Morality has collapsed
And why we should embrace it
The collapse of morality
For most of the last few thousand years, our sense of morality didn’t come from within. It was imposed from the outside, through shared rules, religious codes, and the threat of punishment or promise of reward. A sort of outsourcing of our own intuition, because we aren’t trustworthy beings.
Whether it began with tribal instincts, religion, or Enlightenment thinking, morality served one central purpose: to align people around a shared sense of what is right and wrong. It created order by teaching children how to fit into society’s mold.
But today, that shared moral compass is breaking down.
Why is that?
We no longer live in a world with one dominant narrative. Instead, we inhabit fragmented realities, each person consuming a different feed, shaped by algorithms and cultural bubbles.
This didn’t start yesterday. The collapse of grand narratives, like religion, nationalism, and progress has been underway for over a century. But the internet has supercharged it, giving everyone a personalized worldview.
As a result, modern societies can no longer function as moral monoliths. There is no longer a clear consensus on what’s “common sense”.
Signals of the shift
We’re not just theorizing here, this shift is already unfolding around us. You can spot its early signs in culture, technology, politics, and behavior. Below are some of the most telling signals that the old moral order is eroding and something new, messier, but more authentic is trying to emerge.
Cancel culture is burning out
The collective appetite for public shaming and moral outrage is declining. What once felt like justice now feels like noise, often lacking nuance, due process, or long-term impact.
Universal values don’t feel universal
Documents like the UN Declaration of Human Rights are increasingly seen as Western in origin and scope, reflecting only a subset of cultural worldviews. As global power shifts and pluralism expands, attempts to define a global moral baseline are viewed with skepticism, especially in the Global South.
AI ethics expose our divisions
When we try to encode ethics into AI systems, we hit a wall: whose ethics? What seems fair or just in one culture may be deeply problematic in another.
The moral left is losing ground
Progressive politics often lean on appeals to justice, fairness, and virtue, these arguments now struggle to cut through. In a world saturated with competing truths, morality has less persuasive power than value creation, power, or risk-aversion (read fear). This partly explains the rightward shift in many Western electorates.
Shaming is self-defeating
Shame used to work when society had shared values, but in today’s fractured landscape, it often backfires. People double down, dig in, or seek out like-minded echo chambers. The result is polarization, not progress.

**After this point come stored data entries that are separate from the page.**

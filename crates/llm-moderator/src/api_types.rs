//! Chat-completions API request and response types.

use serde::{Deserialize, Serialize};
use serde_json::Value;

/// A chat message.
#[derive(Debug, Clone, Serialize, Deserialize)]
pub struct ChatMessage {
    /// Role: "system", "user", or "assistant"
    pub role: String,
    /// Message content
    pub content: String,
}

impl ChatMessage {
    /// Create a system message.
    pub fn system(content: impl Into<String>) -> Self {
        Self {
            role: "system".to_string(),
            content: content.into(),
        }
    }

    /// Create a user message.
    pub fn user(content: impl Into<String>) -> Self {
        Self {
            role: "user".to_string(),
            content: content.into(),
        }
    }
}

/// Structured-output constraint attached to a request.
#[derive(Debug, Clone, Serialize)]
pub struct ResponseFormat {
    /// Format type (always "json_schema" here)
    #[serde(rename = "type")]
    pub format_type: String,
    /// The schema the completion must match
    pub json_schema: JsonSchemaFormat,
}

/// A named, strict JSON schema.
#[derive(Debug, Clone, Serialize)]
pub struct JsonSchemaFormat {
    /// Schema name
    pub name: String,
    /// Whether the model must match the schema exactly
    pub strict: bool,
    /// The JSON schema itself
    pub schema: Value,
}

impl ResponseFormat {
    /// The schema constraining verdicts to `{isValid, score, notes}`.
    pub fn verdict_schema() -> Self {
        Self {
            format_type: "json_schema".to_string(),
            json_schema: JsonSchemaFormat {
                name: "tool_validation".to_string(),
                strict: true,
                schema: serde_json::json!({
                    "type": "object",
                    "properties": {
                        "isValid": {
                            "type": "boolean",
                            "description": "Whether this is a valid AI tool submission"
                        },
                        "score": {
                            "type": "integer",
                            "description": "Confidence score 0-100"
                        },
                        "notes": {
                            "type": "string",
                            "description": "Brief explanation of the validation result"
                        }
                    },
                    "required": ["isValid", "score", "notes"],
                    "additionalProperties": false
                }),
            },
        }
    }
}

/// Chat completion request.
#[derive(Debug, Clone, Serialize)]
pub struct ChatCompletionRequest {
    /// Model to use
    pub model: String,
    /// Messages in the conversation
    pub messages: Vec<ChatMessage>,
    /// Maximum tokens to generate
    #[serde(skip_serializing_if = "Option::is_none")]
    pub max_tokens: Option<u32>,
    /// Temperature for generation
    #[serde(skip_serializing_if = "Option::is_none")]
    pub temperature: Option<f32>,
    /// Structured output constraint
    #[serde(skip_serializing_if = "Option::is_none")]
    pub response_format: Option<ResponseFormat>,
}

/// Chat completion response.
#[derive(Debug, Clone, Deserialize)]
pub struct ChatCompletionResponse {
    /// Response choices
    pub choices: Vec<Choice>,
    /// Token usage
    pub usage: Option<Usage>,
}

/// A response choice.
#[derive(Debug, Clone, Deserialize)]
pub struct Choice {
    /// The message
    pub message: ResponseMessage,
}

/// The message in a response choice.
#[derive(Debug, Clone, Deserialize)]
pub struct ResponseMessage {
    /// Message content, if any
    pub content: Option<String>,
}

/// Token usage accounting.
#[derive(Debug, Clone, Deserialize)]
pub struct Usage {
    /// Tokens in the prompt
    pub prompt_tokens: u32,
    /// Tokens in the completion
    pub completion_tokens: u32,
    /// Total tokens
    pub total_tokens: u32,
}

/// API error body.
#[derive(Debug, Clone, Deserialize)]
pub struct ApiError {
    /// Error detail
    pub error: ApiErrorDetail,
}

/// API error detail.
#[derive(Debug, Clone, Deserialize)]
pub struct ApiErrorDetail {
    /// Human-readable message
    pub message: String,
}

#[cfg(test)]
mod tests {
    use super::*;

    #[test]
    fn test_request_omits_unset_options() {
        let request = ChatCompletionRequest {
            model: "grok-4-1-fast".to_string(),
            messages: vec![ChatMessage::user("hi")],
            max_tokens: None,
            temperature: None,
            response_format: None,
        };

        let json = serde_json::to_value(&request).unwrap();
        assert!(json.get("max_tokens").is_none());
        assert!(json.get("temperature").is_none());
        assert!(json.get("response_format").is_none());
    }

    #[test]
    fn test_verdict_schema_shape() {
        let format = ResponseFormat::verdict_schema();
        assert_eq!(format.format_type, "json_schema");
        assert!(format.json_schema.strict);

        let required = format.json_schema.schema["required"].as_array().unwrap();
        assert_eq!(required.len(), 3);
    }
}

Spirituality is shifting East
There is growing interest in Eastern frameworks that emphasize embodiment, presence, and personal awakening over rule-based morality. Practices like meditation, breath work, or somatic healing prioritize inner alignment rather than external obedience. This suggests a turn from moral authority toward felt experience.
Authority is questioned
Institutional trust is at an all-time low, from governments to science to media. Traditional moral arbiters are seen as compromised, biased, or captured by interests. When people stop believing in referees, they stop playing by the rules.
Conspiracies fill the vacuum
In the absence of trusted narratives, people create their own. Conspiracy theories often emerge not from stupidity, but from moral hunger, the desire for good vs. evil stories in a world that no longer offers clear ones. It’s a re-moralization of chaos.
OK - so now what?
“The old world is dying, and the new world struggles to be born; now is the time of monsters.” — Antonio Gramsci

If the old morality has collapsed, what replaces it?

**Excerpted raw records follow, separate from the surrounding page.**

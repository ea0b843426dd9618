//! Admin routes, gated by the moderation passkey.
//!
//! Authorization failures come back as structured `{success: false, error}`
//! bodies so the admin page can render inline feedback. Every privileged
//! call re-verifies the raw passkey; there is no session state.

use axum::extract::State;
use axum::Json;
use serde::{Deserialize, Serialize};
use tracing::{info, warn};

use database::models::{Submission, SubmissionStatus};

use crate::auth::{self, SetPasskeyOutcome, MAX_PASSKEY_LENGTH, MIN_PASSKEY_LENGTH};
use crate::error::Result;
use crate::state::AppState;

/// Passkey login request.
#[derive(Deserialize)]
pub struct LoginRequest {
    pub passkey: String,
}

/// Login outcome.
#[derive(Serialize)]
pub struct LoginResponse {
    pub success: bool,
}

/// Request to set or change the passkey.
#[derive(Deserialize)]
#[serde(rename_all = "camelCase")]
pub struct SetPasskeyRequest {
    pub passkey: String,
    pub current_passkey: Option<String>,
}

/// Request to list submissions.
#[derive(Deserialize)]
pub struct GetSubmissionsRequest {
    pub passkey: String,
    pub status: Option<SubmissionStatus>,
}

/// Submission listing, empty on authorization failure.
#[derive(Serialize)]
pub struct GetSubmissionsResponse {
    pub success: bool,
    pub submissions: Vec<Submission>,
    #[serde(skip_serializing_if = "Option::is_none")]
    pub error: Option<String>,
}

/// Request to decide a submission.
#[derive(Deserialize)]
#[serde(rename_all = "camelCase")]
pub struct UpdateStatusRequest {
    pub passkey: String,
    pub submission_id: i64,
    pub status: SubmissionStatus,
}

/// Outcome of a privileged action.
#[derive(Serialize)]
pub struct ActionResponse {
    pub success: bool,
    #[serde(skip_serializing_if = "Option::is_none")]
    pub error: Option<String>,
}

impl ActionResponse {
    fn ok() -> Self {
        Self {
            success: true,
            error: None,
        }
    }

    fn fail(error: impl Into<String>) -> Self {
        Self {
            success: false,
            error: Some(error.into()),
        }
    }
}

/// Verify the passkey.
pub async fn login(
    State(state): State<AppState>,
    Json(req): Json<LoginRequest>,
) -> Result<Json<LoginResponse>> {
    let success = auth::verify_passkey(&state.db, &req.passkey).await?;
    Ok(Json(LoginResponse { success }))
}

/// Set the passkey (first-run bootstrap) or change it.
pub async fn set_passkey(
    State(state): State<AppState>,
    Json(req): Json<SetPasskeyRequest>,
) -> Result<Json<ActionResponse>> {
    if req.passkey.len() < MIN_PASSKEY_LENGTH || req.passkey.len() > MAX_PASSKEY_LENGTH {
        return Ok(Json(ActionResponse::fail(format!(
            "Passkey must be between {} and {} characters",
            MIN_PASSKEY_LENGTH, MAX_PASSKEY_LENGTH
        ))));
    }

    let outcome = auth::set_passkey(&state.db, &req.passkey, req.current_passkey.as_deref()).await?;

    let response = match outcome {
        SetPasskeyOutcome::Updated => {
            info!("Admin passkey updated");
            ActionResponse::ok()
        }
        SetPasskeyOutcome::CurrentRequired => ActionResponse::fail("Current passkey required"),
        SetPasskeyOutcome::InvalidCurrent => ActionResponse::fail("Invalid current passkey"),
    };

    Ok(Json(response))
}

/// List submissions, optionally filtered by status, newest first.
pub async fn get_submissions(
    State(state): State<AppState>,
    Json(req): Json<GetSubmissionsRequest>,
) -> Result<Json<GetSubmissionsResponse>> {
    if !auth::verify_passkey(&state.db, &req.passkey).await? {
        return Ok(Json(GetSubmissionsResponse {
            success: false,
            submissions: Vec::new(),
            error: Some("Invalid passkey".to_string()),
        }));
    }

    let submissions = database::submission::list_submissions(state.db.pool(), req.status)
        .await
        .unwrap_or_else(|err| {
            warn!(error = %err, "Failed to list submissions, returning empty list");
            Vec::new()
        });

    Ok(Json(GetSubmissionsResponse {
        success: true,
        submissions,
        error: None,
    }))
}

/// Decide a submission: set its status.
pub async fn update_status(
    State(state): State<AppState>,
    Json(req): Json<UpdateStatusRequest>,
) -> Result<Json<ActionResponse>> {
    if !auth::verify_passkey(&state.db, &req.passkey).await? {
        return Ok(Json(ActionResponse::fail("Invalid passkey")));
    }

    match database::submission::update_status(state.db.pool(), req.submission_id, req.status).await
    {
        Ok(()) => {
            info!(
                submission_id = req.submission_id,
                status = %req.status,
                "Submission status updated"
            );
            Ok(Json(ActionResponse::ok()))
        }
        Err(database::DatabaseError::NotFound { .. }) => {
            Ok(Json(ActionResponse::fail("Submission not found")))
        }
        Err(err) => Err(err.into()),
    }
}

In another piece, I argue we are exiting the Cognitive Era, a period defined by abstraction, rationality, and external authority structures. We built systems where morality was processed like software: rules, logic, categories.
But this requires something we’ve long neglected: reconnection to our own bodies, emotions, and instincts. Many people today are so somatically detached that they no longer know how to discern what’s good or bad outside of social approval.
But that model is breaking down. And here, I want to extend the argument: morality itself is evolving. We’re shifting from consuming morality, through religion, media, schoolbooks, to experiencing it. In the emerging paradigm, morality isn’t something we’re told. It’s something we feel, through intuition, embodiment, and lived experience.
For some, that sounds terrifying. Unstable. Even anarchic.
But take a breath. This shift won’t happen overnight. It will be phased, messy and uneven, and many will cling to old frameworks for good reason, they still offer structure in a disorienting world. Traditional morality still has a role to play, especially for those who aren’t ready to cross into the new paradigm. It gives people something to hold onto. And that's OK, for now.
Over time, though, it will recede.
One day, we may look back and wonder how we ever thought rule-based, cognitive morality was the pinnacle of ethics. It will seem mechanical, rigid, and disconnected, a relic of a time when we trusted thought more than felt sense, compliance more than consciousness.
The task ahead isn’t to rip morality out at the roots. It’s to push for an evolution, honoring what it gave us, while allowing something more organic and embodied to grow in its place.